### [What the task requires]
In the material below, the lines from the one containing "if let Some(token) = self.get_access_token()" through the one containing "to store refreshed" are to be given again exactly, ends included, and no others.
─── Material shown
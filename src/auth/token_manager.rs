//! Session token lifecycle: storage, validity checks and refresh.

use std::fmt;
use std::sync::atomic::{AtomicU64, Ordering};
use std::sync::{Arc, Mutex, MutexGuard};

use chrono::{DateTime, Duration, Utc};
use tracing::{debug, error, info, warn};

use crate::auth::client::AuthClient;
use crate::auth::jwt::{self, Claims};
use crate::error::{AppError, StoreError};
use crate::store::{
    access_cookie_ttl, refresh_cookie_ttl, SecureString, TokenStore, ACCESS_COOKIE, REFRESH_COOKIE,
};

/// Where the session stands, derived from the stored tokens.
#[derive(Debug, Clone, Copy, PartialEq, Eq)]
pub enum SessionState {
    /// Nothing stored.
    NoSession,
    /// Access token present and unexpired.
    ValidAccess,
    /// Access token gone or expired, refresh token still usable.
    ExpiredAccessValidRefresh,
    /// Token material present but neither token is usable.
    FullyExpired,
}

impl SessionState {
    pub fn is_authenticated(self) -> bool {
        matches!(self, Self::ValidAccess | Self::ExpiredAccessValidRefresh)
    }
}

impl fmt::Display for SessionState {
    fn fmt(&self, f: &mut fmt::Formatter<'_>) -> fmt::Result {
        let label = match self {
            Self::NoSession => "signed out",
            Self::ValidAccess => "signed in",
            Self::ExpiredAccessValidRefresh => "signed in (access token needs refresh)",
            Self::FullyExpired => "session expired",
        };
        f.write_str(label)
    }
}

#[derive(Debug, Clone, Copy)]
enum TokenKind {
    Access,
    Refresh,
}

impl TokenKind {
    fn cookie(self) -> &'static str {
        match self {
            Self::Access => ACCESS_COOKIE,
            Self::Refresh => REFRESH_COOKIE,
        }
    }
}

impl fmt::Display for TokenKind {
    fn fmt(&self, f: &mut fmt::Formatter<'_>) -> fmt::Result {
        f.write_str(match self {
            Self::Access => "access",
            Self::Refresh => "refresh",
        })
    }
}

/// In-memory copy of the stored cookies.
#[derive(Debug, Default)]
struct CachedTokens {
    access: Option<SecureString>,
    refresh: Option<SecureString>,
}

impl CachedTokens {
    fn slot(&mut self, kind: TokenKind) -> &mut Option<SecureString> {
        match kind {
            TokenKind::Access => &mut self.access,
            TokenKind::Refresh => &mut self.refresh,
        }
    }
}

/// Owns the session tokens for one API client.
///
/// The in-memory cache always mirrors the cookie store: it is only filled by
/// `set_tokens` or by reading a cookie back.
pub struct SessionManager {
    auth_client: AuthClient,
    store: Arc<dyn TokenStore>,
    memory: Mutex<CachedTokens>,
    /// Serialises refresh attempts.
    refresh_lock: tokio::sync::Mutex<()>,
    /// Bumped on every `set_tokens` and `clear_tokens`.
    generation: AtomicU64,
}

impl SessionManager {
    pub fn new(auth_client: AuthClient, store: Arc<dyn TokenStore>) -> Self {
        Self {
            auth_client,
            store,
            memory: Mutex::new(CachedTokens::default()),
            refresh_lock: tokio::sync::Mutex::new(()),
            generation: AtomicU64::new(0),
        }
    }

    pub fn auth_client(&self) -> &AuthClient {
        &self.auth_client
    }

    fn memory(&self) -> MutexGuard<'_, CachedTokens> {
        self.memory.lock().unwrap_or_else(|e| e.into_inner())
    }

    /// A token that is unexpired right now, or `None`.
    pub fn get_access_token(&self) -> Option<SecureString> {
        self.valid_token(TokenKind::Access, Utc::now())
    }

    /// The refresh token if it is unexpired right now.
    pub fn get_refresh_token(&self) -> Option<SecureString> {
        self.valid_token(TokenKind::Refresh, Utc::now())
    }

    fn valid_token(&self, kind: TokenKind, now: DateTime<Utc>) -> Option<SecureString> {
        {
            let mut memory = self.memory();
            let slot = memory.slot(kind);
            if let Some(token) = slot.as_ref() {
                if jwt::valid_claims_at(token.as_str(), now).is_some() {
                    return Some(token.clone());
                }
                debug!("Discarding expired {} token from memory", kind);
                *slot = None;
            }
        }

        let stored = match self.store.get(kind.cookie()) {
            Ok(stored) => stored?,
            Err(e) => {
                warn!("Failed to read {} cookie: {}", kind, e);
                return None;
            }
        };

        match jwt::decode_claims(&stored) {
            Ok(claims) if claims.is_expired_at(now) => {
                debug!("Stored {} token has expired", kind);
                None
            }
            Ok(_) => {
                let token = SecureString::new(stored.as_str().to_string());
                *self.memory().slot(kind) = Some(token.clone());
                Some(token)
            }
            Err(e) => {
                warn!("Discarding undecodable {} token: {}", kind, e);
                if let Err(e) = self.store.remove(kind.cookie()) {
                    warn!("Failed to remove {} cookie: {}", kind, e);
                }
                None
            }
        }
    }

    /// Store a fresh token pair in memory and in both cookies.
    ///
    /// Memory is only updated once both cookies are written.
    pub fn set_tokens(&self, access: &str, refresh: &str) -> Result<(), StoreError> {
        self.store.set(ACCESS_COOKIE, access, access_cookie_ttl())?;
        if let Err(e) = self.store.set(REFRESH_COOKIE, refresh, refresh_cookie_ttl()) {
            if let Err(cleanup) = self.store.remove(ACCESS_COOKIE) {
                warn!("Failed to roll back access cookie: {}", cleanup);
            }
            return Err(e);
        }

        {
            let mut memory = self.memory();
            memory.access = Some(SecureString::from(access));
            memory.refresh = Some(SecureString::from(refresh));
        }
        self.generation.fetch_add(1, Ordering::SeqCst);

        debug!("Session tokens stored");
        Ok(())
    }

    /// Remove both cookies and the cached tokens. Safe to call repeatedly.
    pub fn clear_tokens(&self) -> Result<(), StoreError> {
        {
            let mut memory = self.memory();
            memory.access = None;
            memory.refresh = None;
        }
        self.generation.fetch_add(1, Ordering::SeqCst);

        let access = self.store.remove(ACCESS_COOKIE);
        let refresh = self.store.remove(REFRESH_COOKIE);
        access.and(refresh)
    }

    fn clear_after_failure(&self) {
        if let Err(e) = self.clear_tokens() {
            error!("Failed to clear session cookies: {}", e);
        }
    }

    /// Counter bumped whenever the stored tokens change.
    ///
    /// Read it before deciding a refresh is needed and pass it to
    /// [`refresh_since`](Self::refresh_since).
    pub fn generation(&self) -> u64 {
        self.generation.load(Ordering::SeqCst)
    }

    /// Exchange the refresh token for a new access token.
    ///
    /// Any failure clears the whole session and yields `None`.
    pub async fn refresh_access_token(&self) -> Option<SecureString> {
        self.refresh_since(self.generation()).await
    }

    /// Refresh unless the tokens changed after generation `observed`.
    ///
    /// Concurrent callers share one exchange: a caller whose view predates a
    /// completed refresh reuses the token it stored.
    pub async fn refresh_since(&self, observed: u64) -> Option<SecureString> {
        let _guard = self.refresh_lock.lock().await;

        if self.generation() != observed {
            if let Some(token) = self.get_access_token() {
                debug!("Reusing access token from a concurrent refresh");
                return Some(token);
            }
        }

        let Some(refresh) = self.get_refresh_token() else {
            info!("No usable refresh token, clearing session");
            self.clear_after_failure();
            return None;
        };

        let access = match self.auth_client.refresh(refresh.as_str()).await {
            Ok(access) => access,
            Err(e) => {
                warn!("{}, clearing session", e);
                self.clear_after_failure();
                return None;
            }
        };

        if jwt::valid_claims_at(&access, Utc::now()).is_none() {
            warn!("Refresh returned an unusable access token, clearing session");
            self.clear_after_failure();
            return None;
        }

        if let Err(e) = self.set_tokens(&access, refresh.as_str()) {
            error!("Failed to store refreshed token: {}", e);
            self.clear_after_failure();
            return None;
        }

        info!("Access token refreshed");
        Some(SecureString::new(access))
    }

    /// Sign in and store the returned tokens. Returns the server's message.
    pub async fn login(&self, identifier: &str, password: &str) -> Result<String, AppError> {
        let response = self.auth_client.login(identifier, password).await?;
        self.set_tokens(&response.tokens.access, &response.tokens.refresh)?;

        info!("Signed in as {}", identifier);
        Ok(response.message.clone())
    }

    /// Sign out. The server call is best-effort; local state is always cleared.
    pub async fn logout(&self) -> Result<(), StoreError> {
        let access = self.get_access_token();
        let refresh = self.get_refresh_token();

        match (access, refresh) {
            (Some(access), Some(refresh)) => {
                if let Err(e) = self
                    .auth_client
                    .logout(access.as_str(), refresh.as_str())
                    .await
                {
                    warn!("Ignoring server logout failure: {}", e);
                }
            }
            _ => debug!("No usable tokens, skipping server logout"),
        }

        self.clear_tokens()?;
        info!("Signed out");
        Ok(())
    }

    /// Current session state.
    pub fn state(&self) -> SessionState {
        if self.get_access_token().is_some() {
            return SessionState::ValidAccess;
        }
        if self.get_refresh_token().is_some() {
            return SessionState::ExpiredAccessValidRefresh;
        }
        if self.has_token_material() {
            SessionState::FullyExpired
        } else {
            SessionState::NoSession
        }
    }

    pub fn is_authenticated(&self) -> bool {
        self.state().is_authenticated()
    }

    fn has_token_material(&self) -> bool {
        {
            let memory = self.memory();
            if memory.access.is_some() || memory.refresh.is_some() {
                return true;
            }
        }
        [ACCESS_COOKIE, REFRESH_COOKIE]
            .into_iter()
            .any(|name| matches!(self.store.get(name), Ok(Some(_))))
    }

    /// Claims of the current access token.
    pub fn claims(&self) -> Option<Claims> {
        self.get_access_token()
            .and_then(|token| jwt::decode_claims(token.as_str()).ok())
    }

    pub fn access_expires_at(&self) -> Option<DateTime<Utc>> {
        self.claims().and_then(|claims| claims.expires_at())
    }

    pub fn refresh_expires_at(&self) -> Option<DateTime<Utc>> {
        self.get_refresh_token()
            .and_then(|token| jwt::decode_claims(token.as_str()).ok())
            .and_then(|claims| claims.expires_at())
    }
}

/// Calculate the remaining time until `expiry`.
pub fn time_until_expiry(expiry: DateTime<Utc>) -> Option<Duration> {
    let now = Utc::now();

    if expiry > now {
        Some(expiry - now)
    } else {
        None
    }
}

/// Format duration as human-readable string (e.g., "45 min", "1 hour").
pub fn format_duration(duration: Duration) -> String {
    let total_minutes = duration.num_minutes();

    if total_minutes < 1 {
        "< 1 min".to_string()
    } else if total_minutes < 60 {
        format!("{} min", total_minutes)
    } else if total_minutes < 60 * 24 {
        let hours = total_minutes / 60;
        let mins = total_minutes % 60;
        if mins == 0 {
            format!("{} hour{}", hours, if hours == 1 { "" } else { "s" })
        } else {
            format!("{}h {}m", hours, mins)
        }
    } else {
        let days = total_minutes / (60 * 24);
        let hours = (total_minutes % (60 * 24)) / 60;
        if hours == 0 {
            format!("{} day{}", days, if days == 1 { "" } else { "s" })
        } else {
            format!("{}d {}h", days, hours)
        }
    }
}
──────
### [Response area]
            if let Some(token) = self.get_access_token() {
                debug!("Reusing access token from a concurrent refresh");
                return Some(token);
            }
        }

        let Some(refresh) = self.get_refresh_token() else {
            info!("No usable refresh token, clearing session");
            self.clear_after_failure();
            return None;
        };

        let access = match self.auth_client.refresh(refresh.as_str()).await {
            Ok(access) => access,
            Err(e) => {
                warn!("{}, clearing session", e);
                self.clear_after_failure();
                return None;
            }
        };

        if jwt::valid_claims_at(&access, Utc::now()).is_none() {
            warn!("Refresh returned an unusable access token, clearing session");
            self.clear_after_failure();
            return None;
        }

        if let Err(e) = self.set_tokens(&access, refresh.as_str()) {
            error!("Failed to store refreshed token: {}", e);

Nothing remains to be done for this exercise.